What you have to do
Whatever appears in the listing, return all of it exactly.

═════ Supplied information

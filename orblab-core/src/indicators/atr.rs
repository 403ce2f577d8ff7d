//! ATR — Average True Range with Wilder smoothing, as a streaming cell.

use crate::domain::Bar;

/// True range of a bar given the previous close.
///
/// With no previous close (first bar), the plain high-low range is used.
pub fn true_range(prev_close: Option<f64>, bar: &Bar) -> f64 {
    match prev_close {
        Some(pc) => {
            let hl = bar.high - bar.low;
            let hc = (bar.high - pc).abs();
            let lc = (bar.low - pc).abs();
            hl.max(hc).max(lc)
        }
        None => bar.high - bar.low,
    }
}

/// Streaming Wilder ATR.
///
/// Seeds with the arithmetic mean of the first `period` true ranges, then
/// applies `atr = (atr * (period - 1) + tr) / period`.
#[derive(Debug, Clone)]
pub struct Atr {
    period: usize,
    prev_close: Option<f64>,
    seed_sum: f64,
    seen: usize,
    value: Option<f64>,
}

impl Atr {
    pub fn new(period: usize) -> Self {
        assert!(period >= 1, "ATR period must be >= 1");
        Self {
            period,
            prev_close: None,
            seed_sum: 0.0,
            seen: 0,
            value: None,
        }
    }

    pub fn period(&self) -> usize {
        self.period
    }

    /// Current ATR, None until `period` bars have been seen.
    pub fn value(&self) -> Option<f64> {
        self.value
    }

    pub fn update(&mut self, bar: &Bar) -> Option<f64> {
        let tr = true_range(self.prev_close, bar);
        self.prev_close = Some(bar.close);
        self.seen += 1;

        match self.value {
            Some(prev) => {
                let next = (prev * (self.period as f64 - 1.0) + tr) / self.period as f64;
                self.value = Some(next);
            }
            None => {
                self.seed_sum += tr;
                if self.seen >= self.period {
                    self.value = Some(self.seed_sum / self.period as f64);
                }
            }
        }
        self.value
    }
}

#[cfg(test)]
mod tests {
    use super::*;
    use chrono::{TimeZone, Utc};

    fn make_bar(i: u32, high: f64, low: f64, close: f64) -> Bar {
        Bar {
            ts: Utc.with_ymd_and_hms(2024, 1, 2, 14, 30, 0).unwrap()
                + chrono::Duration::minutes(i as i64),
            open: (high + low) / 2.0,
            high,
            low,
            close,
            volume: 1000,
        }
    }

    #[test]
    fn true_range_uses_prev_close_gap() {
        let bar = make_bar(1, 102.0, 101.0, 101.5);
        // Gap up from 99: TR = high - prev_close = 3.0
        assert_eq!(true_range(Some(99.0), &bar), 3.0);
        // No previous close: plain range
        assert_eq!(true_range(None, &bar), 1.0);
    }

    #[test]
    fn atr_warms_up_after_period() {
        let mut atr = Atr::new(3);
        assert_eq!(atr.update(&make_bar(0, 101.0, 100.0, 100.5)), None);
        assert_eq!(atr.update(&make_bar(1, 101.5, 100.5, 101.0)), None);
        let first = atr.update(&make_bar(2, 102.0, 101.0, 101.5));
        assert!(first.is_some());
    }

    #[test]
    fn atr_constant_ranges_converge() {
        let mut atr = Atr::new(5);
        for i in 0..50 {
            let base = 100.0 + i as f64 * 0.1;
            atr.update(&make_bar(i, base + 0.5, base - 0.5, base));
        }
        // Ranges are ~1.0 plus the 0.1 drift; ATR should settle near 1.1
        let value = atr.value().unwrap();
        assert!((value - 1.1).abs() < 0.05, "ATR {value}");
    }
}
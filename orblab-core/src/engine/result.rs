//! Run artifacts: trade log, equity curve, summaries, diagnostics.

use crate::domain::{Direction, TradeRecord};
use crate::governance::GovernanceEvent;
use crate::risk::RiskStatus;
use chrono::{DateTime, NaiveDate, Utc};
use serde::{Deserialize, Serialize};

/// One equity observation, appended per bar once the OR has finalized.
#[derive(Debug, Clone, Copy, PartialEq, Serialize, Deserialize)]
pub struct EquityPoint {
    pub ts: DateTime<Utc>,
    pub cumulative_r: f64,
}

/// Per-session rollup.
#[derive(Debug, Clone, PartialEq, Serialize, Deserialize)]
pub struct SessionSummary {
    pub date: NaiveDate,
    pub or_built: bool,
    pub or_valid: bool,
    pub signals_emitted: u32,
    pub trades_completed: u32,
    pub session_r: f64,
    pub lockouts: u32,
}

/// Sampled factor state for later attribution.
#[derive(Debug, Clone, PartialEq, Serialize, Deserialize)]
pub struct FactorSnapshot {
    pub ts: DateTime<Utc>,
    pub or_finalized: bool,
    pub or_high: Option<f64>,
    pub or_low: Option<f64>,
    pub rel_vol: Option<f64>,
    pub vwap: Option<f64>,
    pub adx: Option<f64>,
    pub score_long: Option<f64>,
    pub score_short: Option<f64>,
}

/// An arbitration loser, recorded but never executed.
#[derive(Debug, Clone, PartialEq, Serialize, Deserialize)]
pub struct RejectedSignal {
    pub ts: DateTime<Utc>,
    pub playbook: String,
    pub direction: Direction,
    pub strength: f64,
    pub priority: f64,
    pub reason: RejectionReason,
}

#[derive(Debug, Clone, Copy, PartialEq, Eq, Serialize, Deserialize)]
#[serde(rename_all = "snake_case")]
pub enum RejectionReason {
    Arbitration,
    HeatExhausted,
    /// The account risk circuit breaker scaled the position to zero.
    RiskLimited,
}

/// Counters for conditions that are recorded rather than raised.
#[derive(Debug, Clone, Copy, Default, PartialEq, Eq, Serialize, Deserialize)]
pub struct Diagnostics {
    pub bars_processed: u64,
    pub bars_skipped: u64,
    pub suppressed_signals: u64,
    pub second_chance_suppressed: u64,
    /// Signals dropped by the time-of-day filter's skip windows.
    pub time_filter_rejected: u64,
    /// Signals dropped below the entry-quality bar.
    pub quality_rejected: u64,
    /// Signals dropped while the account risk manager was halted.
    pub risk_halted: u64,
}

/// Everything a run produces. Handed to external analytics at run end.
#[derive(Debug, Clone, Default, Serialize, Deserialize)]
pub struct RunResult {
    pub trades: Vec<TradeRecord>,
    pub equity_curve: Vec<EquityPoint>,
    pub sessions: Vec<SessionSummary>,
    pub governance_events: Vec<GovernanceEvent>,
    pub factor_snapshots: Vec<FactorSnapshot>,
    pub rejected_signals: Vec<RejectedSignal>,
    pub diagnostics: Diagnostics,
    /// Final account risk state, when risk limits were enabled.
    pub risk_status: Option<RiskStatus>,
}

impl RunResult {
    pub fn total_r(&self) -> f64 {
        self.trades.iter().map(|t| t.realized_r).sum()
    }

    pub fn winning_trades(&self) -> usize {
        self.trades.iter().filter(|t| t.is_winner()).count()
    }
}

══════════

Response
filename orblab-core/src/indicators/atr.rs
repository 403ce2f577d8ff7d
//! ATR — Average True Range with Wilder smoothing, as a streaming cell.

use crate::domain::Bar;

/// True range of a bar given the previous close.
///
/// With no previous close (first bar), the plain high-low range is used.
pub fn true_range(prev_close: Option<f64>, bar: &Bar) -> f64 {
    match prev_close {
        Some(pc) => {
            let hl = bar.high - bar.low;
            let hc = (bar.high - pc).abs();
            let lc = (bar.low - pc).abs();
            hl.max(hc).max(lc)
        }
        None => bar.high - bar.low,
    }
}

/// Streaming Wilder ATR.
///
/// Seeds with the arithmetic mean of the first `period` true ranges, then
/// applies `atr = (atr * (period - 1) + tr) / period`.
#[derive(Debug, Clone)]
pub struct Atr {
    period: usize,
    prev_close: Option<f64>,
    seed_sum: f64,
    seen: usize,
    value: Option<f64>,
}

impl Atr {
    pub fn new(period: usize) -> Self {
        assert!(period >= 1, "ATR period must be >= 1");
        Self {
            period,
            prev_close: None,
            seed_sum: 0.0,
            seen: 0,
            value: None,
        }
    }

    pub fn period(&self) -> usize {
        self.period
    }

    /// Current ATR, None until `period` bars have been seen.
    pub fn value(&self) -> Option<f64> {
        self.value
    }

    pub fn update(&mut self, bar: &Bar) -> Option<f64> {
        let tr = true_range(self.prev_close, bar);
        self.prev_close = Some(bar.close);
        self.seen += 1;

        match self.value {
            Some(prev) => {
                let next = (prev * (self.period as f64 - 1.0) + tr) / self.period as f64;
                self.value = Some(next);
            }
            None => {
                self.seed_sum += tr;
                if self.seen >= self.period {
                    self.value = Some(self.seed_sum / self.period as f64);
                }
            }
        }
        self.value
    }
}

#[cfg(test)]
mod tests {
    use super::*;
    use chrono::{TimeZone, Utc};

    fn make_bar(i: u32, high: f64, low: f64, close: f64) -> Bar {
        Bar {
            ts: Utc.with_ymd_and_hms(2024, 1, 2, 14, 30, 0).unwrap()
                + chrono::Duration::minutes(i as i64),
            open: (high + low) / 2.0,
            high,
            low,
            close,
            volume: 1000,
        }
    }

    #[test]
    fn true_range_uses_prev_close_gap() {
        let bar = make_bar(1, 102.0, 101.0, 101.5);
        // Gap up from 99: TR = high - prev_close = 3.0
        assert_eq!(true_range(Some(99.0), &bar), 3.0);
        // No previous close: plain range
        assert_eq!(true_range(None, &bar), 1.0);
    }

    #[test]
    fn atr_warms_up_after_period() {
        let mut atr = Atr::new(3);
        assert_eq!(atr.update(&make_bar(0, 101.0, 100.0, 100.5)), None);
        assert_eq!(atr.update(&make_bar(1, 101.5, 100.5, 101.0)), None);
        let first = atr.update(&make_bar(2, 102.0, 101.0, 101.5));
        assert!(first.is_some());
    }

    #[test]
    fn atr_constant_ranges_converge() {
        let mut atr = Atr::new(5);
        for i in 0..50 {
            let base = 100.0 + i as f64 * 0.1;
            atr.update(&make_bar(i, base + 0.5, base - 0.5, base));
        }
        // Ranges are ~1.0 plus the 0.1 drift; ATR should settle near 1.1
        let value = atr.value().unwrap();
        assert!((value - 1.1).abs() < 0.05, "ATR {value}");
    }
}
filename orblab-core/src/engine/result.rs
//! Run artifacts: trade log, equity curve, summaries, diagnostics.

use crate::domain::{Direction, TradeRecord};
use crate::governance::GovernanceEvent;
use crate::risk::RiskStatus;
use chrono::{DateTime, NaiveDate, Utc};
use serde::{Deserialize, Serialize};

/// One equity observation, appended per bar once the OR has finalized.
#[derive(Debug, Clone, Copy, PartialEq, Serialize, Deserialize)]
pub struct EquityPoint {
    pub ts: DateTime<Utc>,
    pub cumulative_r: f64,
}

/// Per-session rollup.
#[derive(Debug, Clone, PartialEq, Serialize, Deserialize)]
pub struct SessionSummary {
    pub date: NaiveDate,
    pub or_built: bool,
    pub or_valid: bool,
    pub signals_emitted: u32,
    pub trades_completed: u32,
    pub session_r: f64,
    pub lockouts: u32,
}

/// Sampled factor state for later attribution.
#[derive(Debug, Clone, PartialEq, Serialize, Deserialize)]
pub struct FactorSnapshot {
    pub ts: DateTime<Utc>,
    pub or_finalized: bool,
    pub or_high: Option<f64>,
    pub or_low: Option<f64>,
    pub rel_vol: Option<f64>,
    pub vwap: Option<f64>,
    pub adx: Option<f64>,
    pub score_long: Option<f64>,
    pub score_short: Option<f64>,
}

/// An arbitration loser, recorded but never executed.
#[derive(Debug, Clone, PartialEq, Serialize, Deserialize)]
pub struct RejectedSignal {
    pub ts: DateTime<Utc>,
    pub playbook: String,
    pub direction: Direction,
    pub strength: f64,
    pub priority: f64,
    pub reason: RejectionReason,
}

#[derive(Debug, Clone, Copy, PartialEq, Eq, Serialize, Deserialize)]
#[serde(rename_all = "snake_case")]
pub enum RejectionReason {
    Arbitration,
    HeatExhausted,
    /// The account risk circuit breaker scaled the position to zero.
    RiskLimited,
}

/// Counters for conditions that are recorded rather than raised.
#[derive(Debug, Clone, Copy, Default, PartialEq, Eq, Serialize, Deserialize)]
pub struct Diagnostics {
    pub bars_processed: u64,
    pub bars_skipped: u64,
    pub suppressed_signals: u64,
    pub second_chance_suppressed: u64,
    /// Signals dropped by the time-of-day filter's skip windows.
    pub time_filter_rejected: u64,
    /// Signals dropped below the entry-quality bar.
    pub quality_rejected: u64,
    /// Signals dropped while the account risk manager was halted.
    pub risk_halted: u64,
}

/// Everything a run produces. Handed to external analytics at run end.
#[derive(Debug, Clone, Default, Serialize, Deserialize)]
pub struct RunResult {
    pub trades: Vec<TradeRecord>,
    pub equity_curve: Vec<EquityPoint>,
    pub sessions: Vec<SessionSummary>,
    pub governance_events: Vec<GovernanceEvent>,
    pub factor_snapshots: Vec<FactorSnapshot>,
    pub rejected_signals: Vec<RejectedSignal>,
    pub diagnostics: Diagnostics,
    /// Final account risk state, when risk limits were enabled.
    pub risk_status: Option<RiskStatus>,
}

impl RunResult {
    pub fn total_r(&self) -> f64 {
        self.trades.iter().map(|t| t.realized_r).sum()
    }

    pub fn winning_trades(&self) -> usize {
        self.trades.iter().filter(|t| t.is_winner()).count()
    }
}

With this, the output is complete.